← Back to Paper List

Return Augmented Decision Transformer for Off-Dynamics Reinforcement Learning

Ruhan Wang, Yu Yang, Zhishuai Liu, Dongruo Zhou, Pan Xu
Duke University, University of California, Los Angeles
arXiv (2024)
RL Benchmark

📝 Paper Summary

Offline Reinforcement Learning Off-Dynamics Reinforcement Learning Sim-to-Real Transfer
REAG enables Decision Transformers to learn optimal target policies from source domain data with mismatched dynamics by augmenting the source returns to match the target return distribution.
Core Problem
Training policies in a source environment with different dynamics (e.g., simulation) often fails in the target environment (e.g., real world) due to dynamics shifts, and existing reward augmentation methods for dynamic programming do not work for return-conditioned supervised learning.
Why it matters:
  • Collecting data in target environments (e.g., medical treatment, autonomous driving) is often costly, unethical, or dangerous, necessitating training on safer source domains
  • Previous augmentation methods (DARA) rely on trajectory matching that is incompatible with the return-conditioned nature of Decision Transformers, which generate a family of policies rather than a single optimal one
  • Directly applying source-trained policies to target environments leads to catastrophic failures due to the simulation-to-reality gap
Concrete Example: In a Hopper task where the source agent has a crippled leg (modified dynamics) but the target agent is healthy, a standard Decision Transformer trained on source data learns to compensate for the limp.
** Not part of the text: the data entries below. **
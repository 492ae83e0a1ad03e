// SPDX-License-Identifier: MPL-2.0
//! `iced_vitrine` is a product media gallery manager built with the Iced GUI framework.
//!
//! It curates the image gallery of a storefront catalog product: drag-and-drop
//! imports, featured media selection, thumbnail ordering, and a display-mode
//! preview, with internationalization via Fluent and user preference management.

#![doc(html_root_url = "https://docs.rs/iced_vitrine/0.1.0")]

pub mod app;
pub mod catalog;
pub mod error;
pub mod i18n;
pub mod icon;
pub mod ui;

pub use app::config;
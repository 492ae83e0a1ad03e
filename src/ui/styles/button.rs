// SPDX-License-Identifier: MPL-2.0
//! Button styles for the toolbar and gallery surfaces.

use crate::ui::design_tokens::{
    opacity,
    palette::{self, BLACK, WHITE},
    radius, shadow,
};
use iced::widget::button;
use iced::{Background, Border, Color, Theme};

/// Primary action button (import, confirm).
pub fn primary(theme: &Theme, status: button::Status) -> button::Style {
    if matches!(status, button::Status::Disabled) {
        return disabled(matches!(theme, Theme::Light));
    }

    let (background, border_color, shadow) = match status {
        button::Status::Hovered => (palette::PRIMARY_400, palette::PRIMARY_500, shadow::MD),
        _ => (palette::PRIMARY_500, palette::PRIMARY_600, shadow::SM),
    };

    button::Style {
        background: Some(Background::Color(background)),
        text_color: WHITE,
        border: Border {
            color: border_color,
            width: 1.0,
            radius: radius::SM.into(),
        },
        shadow,
        snap: true,
    }
}

/// Toolbar mode toggle (display / editable).
///
/// The active side carries the brand color; the inactive side stays neutral
/// and only picks up a brand-colored outline on hover.
pub fn toggle(active: bool) -> impl Fn(&Theme, button::Status) -> button::Style {
    move |theme: &Theme, status: button::Status| {
        let is_light = matches!(theme, Theme::Light);

        if matches!(status, button::Status::Disabled) {
            return disabled(is_light);
        }

        if active {
            return primary(theme, status);
        }

        let hovered = matches!(status, button::Status::Hovered);
        let background = match (hovered, is_light) {
            (false, true) => palette::GRAY_100,
            (false, false) => palette::GRAY_700,
            (true, true) => palette::GRAY_200,
            (true, false) => palette::GRAY_400,
        };

        button::Style {
            background: Some(Background::Color(background)),
            text_color: if is_light { palette::GRAY_900 } else { WHITE },
            border: Border {
                color: if hovered {
                    palette::PRIMARY_500
                } else {
                    palette::GRAY_400
                },
                width: 1.0,
                radius: radius::SM.into(),
            },
            shadow: if hovered { shadow::SM } else { shadow::NONE },
            snap: true,
        }
    }
}

fn disabled(is_light: bool) -> button::Style {
    button::Style {
        background: Some(Background::Color(if is_light {
            palette::GRAY_200
        } else {
            palette::GRAY_700
        })),
        text_color: palette::GRAY_400,
        border: Border {
            color: palette::GRAY_400,
            width: 1.0,
            radius: radius::SM.into(),
        },
        shadow: shadow::NONE,
        snap: true,
    }
}

/// Style for the "add media" placeholder: an outlined surface that picks up
/// the brand color on hover to invite a click.
pub fn placeholder(theme: &Theme, status: button::Status) -> button::Style {
    let is_light = matches!(theme, Theme::Light);
    let text_color = if is_light {
        palette::GRAY_700
    } else {
        palette::GRAY_200
    };

    match status {
        button::Status::Hovered | button::Status::Pressed => button::Style {
            background: Some(Background::Color(Color {
                a: opacity::OVERLAY_SUBTLE,
                ..palette::PRIMARY_400
            })),
            text_color: palette::PRIMARY_500,
            border: Border {
                color: palette::PRIMARY_500,
                width: 1.0,
                radius: radius::MD.into(),
            },
            shadow: shadow::NONE,
            snap: true,
        },
        _ => button::Style {
            background: None,
            text_color,
            border: Border {
                color: palette::GRAY_400,
                width: 1.0,
                radius: radius::MD.into(),
            },
            shadow: shadow::NONE,
            snap: true,
        },
    }
}

/// Small icon buttons layered over thumbnail cells (move, feature, remove).
pub fn strip_control(
    text_color: Color,
    alpha_normal: f32,
    alpha_hover: f32,
) -> impl Fn(&Theme, button::Status) -> button::Style {
    move |_theme: &Theme, status: button::Status| {
        let alpha = match status {
            button::Status::Hovered => alpha_hover,
            button::Status::Pressed => opacity::OVERLAY_PRESSED,
            _ => alpha_normal,
        };

        button::Style {
            background: Some(Background::Color(Color { a: alpha, ..BLACK })),
            text_color,
            border: Border {
                radius: radius::SM.into(),
                ..Default::default()
            },
            shadow: shadow::NONE,
            snap: true,
        }
    }
}
/// Size most recently granted to the featured surface.
///
/// Starts at the `(-1.0, -1.0)` sentinel so item renderers can distinguish
/// "not measured yet" from a degenerate zero-size layout.
#[derive(Debug, Clone, Copy, PartialEq)]
pub struct Dimensions {
    pub width: f32,
    pub height: f32,
}

impl Dimensions {
    /// Sentinel value reported before the first layout pass completes.
    pub const UNMEASURED: Self = Self {
        width: -1.0,
        height: -1.0,
    };

    /// Returns whether a real measurement has been recorded.
    #[must_use]
    pub fn is_measured(self) -> bool {
        self.width >= 0.0 && self.height >= 0.0
    }
}

impl Default for Dimensions {
    fn default() -> Self {
        Self::UNMEASURED
    }
}

impl From<Size> for Dimensions {
    fn from(size: Size) -> Self {
        Self {
            width: size.width,
            height: size.height,
        }
    }
}

/// Messages emitted by gallery widgets.
#[derive(Debug, Clone)]
pub enum Message {
    /// The featured surface was granted a new size by layout.
    FeaturedResized(Size),
    /// Files were dropped onto the gallery window.
    FilesDropped(Vec<PathBuf>),
    /// The native file picker resolved; `None` means it was cancelled.
    PickerResolved(Option<Vec<PathBuf>>),
    /// The add-media placeholder was pressed.
    AddMediaPressed,
    /// The cursor entered the featured surface.
    FeaturedEntered,
    /// The cursor left the featured surface.
    FeaturedExited,
    /// Move a strip item one position toward the front.
    MoveEarlierPressed(MediaId),
    /// Move a strip item one position toward the back.
    MoveLaterPressed(MediaId),
    /// Remove a strip item from the list.
    RemovePressed(MediaId),
    /// Pin a strip item as the explicit featured media.
    FeaturePressed(MediaId),
    /// Clear the explicit featured media pin.
    UnfeaturePressed,
}
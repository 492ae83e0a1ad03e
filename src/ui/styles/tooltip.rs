// SPDX-License-Identifier: MPL-2.0
//! Tooltip bubble styling for the strip controls.

use crate::ui::design_tokens::{border, radius, shadow, spacing, typography};
use iced::widget::{container, tooltip, Container, Text};
use iced::{Background, Border, Color, Element, Theme};

/// Style for the tooltip bubble: inverted contrast against the active theme.
pub fn tooltip_container(theme: &Theme) -> container::Style {
    // Light bubble over a dark theme and vice versa, so the tip never
    // blends into the surface it annotates.
    let (bubble, ink) = if theme.extended_palette().is_dark {
        (
            Color::from_rgba(0.94, 0.94, 0.95, 0.98),
            Color::from_rgb(0.12, 0.12, 0.13),
        )
    } else {
        (
            Color::from_rgba(0.14, 0.14, 0.16, 0.98),
            Color::from_rgb(0.94, 0.94, 0.95),
        )
    };

    container::Style {
        background: Some(Background::Color(bubble)),
        border: Border {
            radius: radius::SM.into(),
            width: border::WIDTH_SM,
            color: Color { a: 0.3, ..ink },
        },
        shadow: shadow::SM,
        text_color: Some(ink),
        ..Default::default()
    }
}

/// Wraps `content` with a styled tooltip.
pub fn with_tip<'a, Message: 'a>(
    content: impl Into<Element<'a, Message>>,
    tip: impl Into<String>,
    position: tooltip::Position,
) -> tooltip::Tooltip<'a, Message, Theme, iced::Renderer> {
    let bubble = Container::new(Text::new(tip.into()).size(typography::BODY_SM))
        .padding(spacing::XS)
        .style(tooltip_container);

    tooltip(content, bubble, position).gap(spacing::XS)
}
// SPDX-License-Identifier: MPL-2.0
//! Catalog domain types for product media.
//!
//! A [`Catalog`] holds the ordered media records attached to one storefront
//! product. Ordering is significant: the first record is the storefront
//! featured default, and thumbnail strips render records in catalog order.

pub mod accept;
pub mod import;

use chrono::{DateTime, Utc};
use iced::widget::image::Handle;
use std::path::{Path, PathBuf};
use std::sync::atomic::{AtomicU64, Ordering};

static NEXT_MEDIA_ID: AtomicU64 = AtomicU64::new(1);

/// Stable identifier for a media record within the catalog.
#[derive(Debug, Clone, Copy, PartialEq, Eq, Hash, PartialOrd, Ord)]
pub struct MediaId(u64);

impl MediaId {
    /// Mints a fresh identifier from a process-wide counter.
    #[must_use]
    pub fn mint() -> Self {
        Self(NEXT_MEDIA_ID.fetch_add(1, Ordering::Relaxed))
    }

    /// Returns the raw identifier value.
    #[must_use]
    pub fn value(self) -> u64 {
        self.0
    }
}

/// One media asset attached to a catalog product.
///
/// Records are passed through the gallery unmodified; the gallery only reads
/// identity and hands the record to the injected item renderer.
#[derive(Debug, Clone, PartialEq)]
pub struct MediaRecord {
    id: MediaId,
    source: PathBuf,
    handle: Handle,
    file_name: String,
    imported_at: DateTime<Utc>,
    priority: u32,
}

impl MediaRecord {
    /// Creates a record for a freshly imported file.
    ///
    /// The display name is the file name component of `source`; the priority
    /// is provisional until the record joins a [`Catalog`].
    #[must_use]
    pub fn new(source: PathBuf, handle: Handle) -> Self {
        let file_name = source
            .file_name()
            .map(|n| n.to_string_lossy().to_string())
            .unwrap_or_else(|| source.display().to_string());
        Self {
            id: MediaId::mint(),
            source,
            handle,
            file_name,
            imported_at: Utc::now(),
            priority: 0,
        }
    }

    #[must_use]
    pub fn id(&self) -> MediaId {
        self.id
    }

    #[must_use]
    pub fn source(&self) -> &Path {
        &self.source
    }

    #[must_use]
    pub fn handle(&self) -> &Handle {
        &self.handle
    }

    #[must_use]
    pub fn file_name(&self) -> &str {
        &self.file_name
    }

    #[must_use]
    pub fn imported_at(&self) -> DateTime<Utc> {
        self.imported_at
    }

    /// Position-derived ordering weight, maintained by the owning [`Catalog`].
    #[must_use]
    pub fn priority(&self) -> u32 {
        self.priority
    }
}

/// Ordered collection of media records for a single product.
#[derive(Debug, Clone, Default, PartialEq)]
pub struct Catalog {
    records: Vec<MediaRecord>,
}

impl Catalog {
    /// Creates a new empty `Catalog`.
    #[must_use]
    pub fn new() -> Self {
        Self {
            records: Vec::new(),
        }
    }

    #[must_use]
    pub fn is_empty(&self) -> bool {
        self.records.is_empty()
    }

    #[must_use]
    pub fn len(&self) -> usize {
        self.records.len()
    }

    /// Returns the records in catalog order.
    #[must_use]
    pub fn records(&self) -> &[MediaRecord] {
        &self.records
    }

    /// Returns the first record, the storefront featured default.
    #[must_use]
    pub fn first(&self) -> Option<&MediaRecord> {
        self.records.first()
    }

    /// Returns the record with the given id, if present.
    #[must_use]
    pub fn get(&self, id: MediaId) -> Option<&MediaRecord> {
        self.records.iter().find(|r| r.id == id)
    }

    /// Appends a record at the end of the catalog.
    pub fn push(&mut self, record: MediaRecord) {
        self.records.push(record);
        self.reassign_priorities();
    }

    /// Removes the record with the given id.
    ///
    /// Returns the removed record, or `None` if the id is not in the catalog.
    pub fn remove(&mut self, id: MediaId) -> Option<MediaRecord> {
        let index = self.position(id)?;
        let removed = self.records.remove(index);
        self.reassign_priorities();
        Some(removed)
    }

    /// Moves the record one position toward the front of the catalog.
    ///
    /// Returns `false` without changes when the id is absent or already first.
    pub fn move_toward_front(&mut self, id: MediaId) -> bool {
        match self.position(id) {
            Some(index) if index > 0 => {
                self.records.swap(index, index - 1);
                self.reassign_priorities();
                true
            }
            _ => false,
        }
    }

    /// Moves the record one position toward the back of the catalog.
    ///
    /// Returns `false` without changes when the id is absent or already last.
    pub fn move_toward_back(&mut self, id: MediaId) -> bool {
        match self.position(id) {
            Some(index) if index + 1 < self.records.len() => {
                self.records.swap(index, index + 1);
                self.reassign_priorities();
                true
            }
            _ => false,
        }
    }

    fn position(&self, id: MediaId) -> Option<usize> {
        self.records.iter().position(|r| r.id == id)
    }

    // Priority always mirrors position so persisted ordering survives
    // round trips through stores that sort by priority.
    fn reassign_priorities(&mut self) {
        for (index, record) in self.records.iter_mut().enumerate() {
            record.priority = index as u32;
        }
    }
}
// SPDX-License-Identifier: MPL-2.0
//! Media gallery component.
//!
//! The gallery renders a featured surface above a reorderable thumbnail
//! strip and comes in two modes: an editable mode for curating the media
//! list (drag-and-drop import, reordering, removal, featuring) and a
//! display mode that presents the same list read-only.
//!
//! Rendering of the actual media is delegated to [`collaborators`]: the
//! component decides *what* appears where, collaborators decide *how* each
//! slot looks. This keeps the layout logic testable without a renderer.

pub mod collaborators;
pub mod component;
pub mod item;
pub mod placeholder;

pub use collaborators::{
    BoundsMeasurer, Collaborators, DropTarget, FeaturedContext, ItemRenderer, PickerHandle,
    PlaceholderRenderer, ProbeMeasurer, ThumbnailContext,
};
pub use component::{
    Dimensions, Effect, FeaturedSlot, Hooks, Message, MoveDirection, Props, RenderPlan, State,
    ViewEnv,
};
pub use item::DefaultItemRenderer;
pub use placeholder::DefaultPlaceholder;
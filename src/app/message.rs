// SPDX-License-Identifier: MPL-2.0
//! Top-level messages and runtime flags for the application.

use crate::catalog::import::ImportedMedia;
use crate::error::MediaError;
use crate::ui::gallery;
use crate::ui::notifications;
use std::path::PathBuf;
use std::time::Instant;

/// Top-level messages consumed by `App::update`. The variants forward
/// lower-level component messages while keeping a single update entrypoint.
#[derive(Debug, Clone)]
pub enum Message {
    Gallery(gallery::Message),
    Notification(notifications::NotificationMessage),
    /// Switch between the editable admin surface and the display storefront.
    SetEditable(bool),
    /// Trigger the import file dialog from the toolbar.
    OpenImportDialog,
    /// Result from the toolbar import dialog.
    ImportPicked(Option<Vec<PathBuf>>),
    /// Result from decoding a single file of an import batch.
    ImportFinished(Result<ImportedMedia, (PathBuf, MediaError)>),
    /// Window close was requested (user clicked X or pressed Alt+F4).
    WindowCloseRequested(iced::window::Id),
    Tick(Instant), // Periodic tick for notification auto-dismiss
}

/// Runtime flags passed in from the CLI or launcher to tweak startup behavior.
#[derive(Debug, Default)]
pub struct Flags {
    /// Optional locale override in BCP-47 form (e.g. `fr`, `en-US`).
    pub lang: Option<String>,
    /// Image paths to import into the catalog on startup.
    pub paths: Vec<PathBuf>,
    /// Optional directory containing Fluent `.ftl` files for custom builds.
    pub i18n_dir: Option<String>,
    /// Optional data directory override (for state files).
    /// Takes precedence over `ICED_VITRINE_DATA_DIR` environment variable.
    pub data_dir: Option<String>,
    /// Optional config directory override (for settings.toml).
    /// Takes precedence over `ICED_VITRINE_CONFIG_DIR` environment variable.
    pub config_dir: Option<String>,
}
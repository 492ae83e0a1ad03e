// SPDX-License-Identifier: MPL-2.0
//! Internationalization (i18n) support for the application.
//!
//! Localization is built on the Fluent system: translation catalogs are
//! embedded `.ftl` files, with an optional on-disk override directory for
//! translators. Locale detection cascades CLI argument, config file, and
//! system locale, falling back to `en-US`.

pub mod fluent;
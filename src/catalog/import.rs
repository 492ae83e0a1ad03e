// SPDX-License-Identifier: MPL-2.0
//! Decoding dropped or picked files into catalog-ready media.
//!
//! Import runs off the UI thread, one task per file, so a slow or corrupt
//! file never stalls the rest of its batch.

use super::accept;
use super::MediaRecord;
use crate::error::MediaError;
use iced::widget::image::Handle;
use image_rs::GenericImageView;
use std::fs;
use std::path::{Path, PathBuf};

/// A successfully decoded import, ready to enter the catalog.
#[derive(Debug, Clone)]
pub struct ImportedMedia {
    source: PathBuf,
    handle: Handle,
}

impl ImportedMedia {
    /// Path the media was imported from.
    pub fn source(&self) -> &Path {
        &self.source
    }

    /// File name component of the source path.
    pub fn file_name(&self) -> &str {
        self.source
            .file_name()
            .and_then(|name| name.to_str())
            .unwrap_or("")
    }

    /// Converts the import into a catalog record.
    #[must_use]
    pub fn into_record(self) -> MediaRecord {
        MediaRecord::new(self.source, self.handle)
    }

    /// Builds an import from parts, bypassing the decode pipeline.
    #[cfg(test)]
    pub fn for_tests(source: PathBuf, handle: Handle) -> Self {
        Self { source, handle }
    }
}

/// Reads and decodes a single file.
///
/// The accept filter runs first so unsupported types fail without touching
/// the disk. Errors carry the offending path for rejection feedback.
///
/// # Errors
///
/// Returns [`MediaError::UnsupportedType`] for extensions outside the accept
/// list, [`MediaError::Unreadable`] when the file cannot be read, and
/// [`MediaError::DecodeFailed`] when the bytes are not a valid image.
pub fn import_file<P: AsRef<Path>>(path: P) -> Result<ImportedMedia, (PathBuf, MediaError)> {
    let path = path.as_ref();

    if !accept::is_accepted_upload(path) {
        let extension = path
            .extension()
            .and_then(|s| s.to_str())
            .unwrap_or("")
            .to_string();
        return Err((path.to_path_buf(), MediaError::UnsupportedType(extension)));
    }

    let bytes = fs::read(path)
        .map_err(|err| (path.to_path_buf(), MediaError::Unreadable(err.to_string())))?;

    let img = image_rs::load_from_memory(&bytes)
        .map_err(|err| (path.to_path_buf(), MediaError::DecodeFailed(err.to_string())))?;

    let (width, height) = img.dimensions();
    let pixels = img.to_rgba8().into_vec();

    Ok(ImportedMedia {
        source: path.to_path_buf(),
        handle: Handle::from_rgba(width, height, pixels),
    })
}
// SPDX-License-Identifier: MPL-2.0
//! Event subscriptions for the application.
//!
//! This module routes native window events (close requests, file drops)
//! and the notification tick into top-level messages.

use super::Message;
use crate::ui::gallery;
use iced::{event, time, Subscription};
use std::time::Duration;

/// Creates the window event subscription.
///
/// Window close requests are always routed so state can be persisted
/// before exit. File drops are forwarded to the gallery only while the
/// editable surface is active; the display storefront ignores them.
pub fn create_event_subscription(editable: bool) -> Subscription<Message> {
    if editable {
        event::listen_with(|event, _status, window_id| match event {
            event::Event::Window(iced::window::Event::CloseRequested) => {
                Some(Message::WindowCloseRequested(window_id))
            }
            event::Event::Window(iced::window::Event::FileDropped(path)) => Some(
                Message::Gallery(gallery::Message::FilesDropped(vec![path])),
            ),
            _ => None,
        })
    } else {
        event::listen_with(|event, _status, window_id| match event {
            event::Event::Window(iced::window::Event::CloseRequested) => {
                Some(Message::WindowCloseRequested(window_id))
            }
            _ => None,
        })
    }
}

/// Creates a periodic tick subscription for notification auto-dismiss.
///
/// Only active while notifications are visible so the app stays idle
/// the rest of the time.
pub fn create_tick_subscription(has_notifications: bool) -> Subscription<Message> {
    if has_notifications {
        time::every(Duration::from_millis(100)).map(Message::Tick)
    } else {
        Subscription::none()
    }
}
// SPDX-License-Identifier: MPL-2.0
//! Light/Dark/System theme resolution and the color scheme drawn by views.

use crate::ui::design_tokens::{opacity, palette};
use iced::Color;
use serde::{Deserialize, Serialize};

/// Colors handed to gallery renderers for marks painted on top of media.
///
/// Widget chrome follows the built-in iced [`Theme`](iced::Theme); this scheme
/// covers only paint that must keep contrast against arbitrary media content,
/// where the theme palette gives no guarantee.
#[derive(Debug, Clone)]
pub struct ColorScheme {
    /// Scrim behind badges and hints drawn over media.
    pub overlay_background: Color,
    /// Text and icon color on top of the scrim.
    pub overlay_text: Color,
}

impl ColorScheme {
    /// White-on-black-scrim at the given scrim opacity.
    fn with_scrim(alpha: f32) -> Self {
        Self {
            overlay_background: Color {
                a: alpha,
                ..palette::BLACK
            },
            overlay_text: palette::WHITE,
        }
    }

    /// Overlay colors for the light theme.
    #[must_use]
    pub fn light() -> Self {
        Self::with_scrim(opacity::OVERLAY_STRONG)
    }

    /// Overlay colors for the dark theme, with a softer scrim.
    #[must_use]
    pub fn dark() -> Self {
        Self::with_scrim(opacity::OVERLAY_MEDIUM)
    }

    /// Picks the scheme matching the detected system theme.
    #[must_use]
    pub fn from_system() -> Self {
        if ThemeMode::System.is_dark() {
            Self::dark()
        } else {
            Self::light()
        }
    }
}

/// Theme configuration resolved once at startup and kept on the app.
#[derive(Debug, Clone)]
pub struct AppTheme {
    pub colors: ColorScheme,
    pub mode: ThemeMode,
}

#[derive(Debug, Clone, Copy, PartialEq, Eq, Default, Serialize, Deserialize)]
#[serde(rename_all = "lowercase")]
pub enum ThemeMode {
    Light,
    Dark,
    #[default]
    System,
}

impl ThemeMode {
    /// Whether the mode resolves to a dark appearance. `System` asks the
    /// desktop and treats a failed detection as dark.
    #[must_use]
    pub fn is_dark(self) -> bool {
        match self {
            Self::Light => false,
            Self::Dark => true,
            Self::System => !matches!(dark_light::detect(), Ok(dark_light::Mode::Light)),
        }
    }
}

impl AppTheme {
    #[must_use]
    pub fn new(mode: ThemeMode) -> Self {
        let colors = match mode {
            ThemeMode::Light => ColorScheme::light(),
            ThemeMode::Dark => ColorScheme::dark(),
            ThemeMode::System => ColorScheme::from_system(),
        };

        Self { colors, mode }
    }
}

impl Default for AppTheme {
    fn default() -> Self {
        Self::new(ThemeMode::System)
    }
}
When deployed on the healthy target agent, this compensation results in suboptimal, erratic movement because the expected return-to-go no longer aligns with the actual dynamics.
Key Novelty
Return Augmented Decision Transformer (REAG)
  • Augments the return-to-go labels in the abundant source dataset to align with the return distribution of the scarce target dataset, bridging the dynamics gap
  • Proposes two variants: REAG-DARA (derived from probabilistic trajectory matching) and REAG-MV (directly matching the mean and variance of return distributions via Laplace approximation)
  • Unlike reward augmentation which modifies immediate rewards, this modifies the *conditioning* variable (return-to-go), allowing the DT to learn a policy that generalizes across desired returns in the target environment
Evaluation Highlights
  • REAG-MV improves Decision Transformer performance by ~15-30% over standard DT on D4RL MuJoCo tasks with mismatched dynamics (e.g., gravity changes, crippled joints)
  • Achieves comparable suboptimality to training directly on target data, despite using primarily source data with modified dynamics
  • REAG-MV consistently outperforms the REAG-DARA variant, showing that direct return distribution matching is more effective for RCSL than trajectory-likelihood matching
Breakthrough Assessment
7/10
First method to adapt Decision Transformers to off-dynamics settings via return augmentation. Theoretically grounded and empirically effective, though primarily evaluated on standard MuJoCo modifications.
×